Esther Gil-Alegre María, González-Alvarez Isabel, Gutiérrez-Paúls Laura, Torres-Suárez Ana Isabel
Department of Pharmacy and Pharmaceutical Technology, Complutense University of Madrid, Spain.
J Microencapsul. 2008 Dec;25(8):561-8. doi: 10.1080/02652040802075799.
The aim of this study is the development of microspheres of BCNU for intracranial administration, as an alternative to marketed novel Gliadel Implant in the treatment of brain tumours. H poly-lactide-co-glycolide biodegradable microspheres of BCNU with a mean size of 33.5 + or - 1.8 microm were obtained by an oil-in-water emulsion solvent evaporation method. Their small size would allow their intracranial administration through a needle by cerebral stereotaxia if tumour recurrence occurs, without a surgical intervention, as Gliadel needs. BCNU was released from these microspheres during 21 days, mainly by a mechanism of diffusion from the polymer matrix (K = 2.91 mg days(-(1/2))). The cytotoxic effects of these microspheres on human glioblastoma cells were demonstrated all through 21 days and the value of percentage of viable cells was less than 40%. These microspheres should be commercialized as a freeze-dried product to keep at -20 degrees C. Three hundred and twenty milligrams of microspheres contain 61.6 mg of BCNU, the same amount of BCNU contained in 1600 mg or eight wafers of Gliadel usually implanted after the tumour resection.

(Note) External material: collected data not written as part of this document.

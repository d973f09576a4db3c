//! Email discovery actions
//!
//! Entry points called from the HTTP layer. Actions take the dependency
//! context explicitly and report progress through the reporter they are
//! given.

pub mod find_emails;

pub use find_emails::{find_emails, run_find_emails, RunReport, RunSettings};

本研究的目的是开发用于颅内给药的卡莫司汀微球,作为市售新型格利雅得植入剂治疗脑肿瘤的替代方案。通过水包油乳液溶剂蒸发法获得了平均粒径为33.5±1.8微米的卡莫司汀聚丙交酯-乙交酯可生物降解微球。如果肿瘤复发,其小尺寸将允许通过脑立体定向术经针进行颅内给药,而无需像格利雅得那样进行手术干预。卡莫司汀在21天内从这些微球中释放,主要通过从聚合物基质扩散的机制(K = 2.91毫克·天^(-1/2))。这些微球对人胶质母细胞瘤细胞的细胞毒性作用在21天内均得到证实,活细胞百分比值小于40%。这些微球应以冻干产品形式商业化,保存在-20℃。320毫克微球含有61.6毫克卡莫司汀,与肿瘤切除后通常植入的1600毫克或八片格利雅得中所含的卡莫司汀量相同。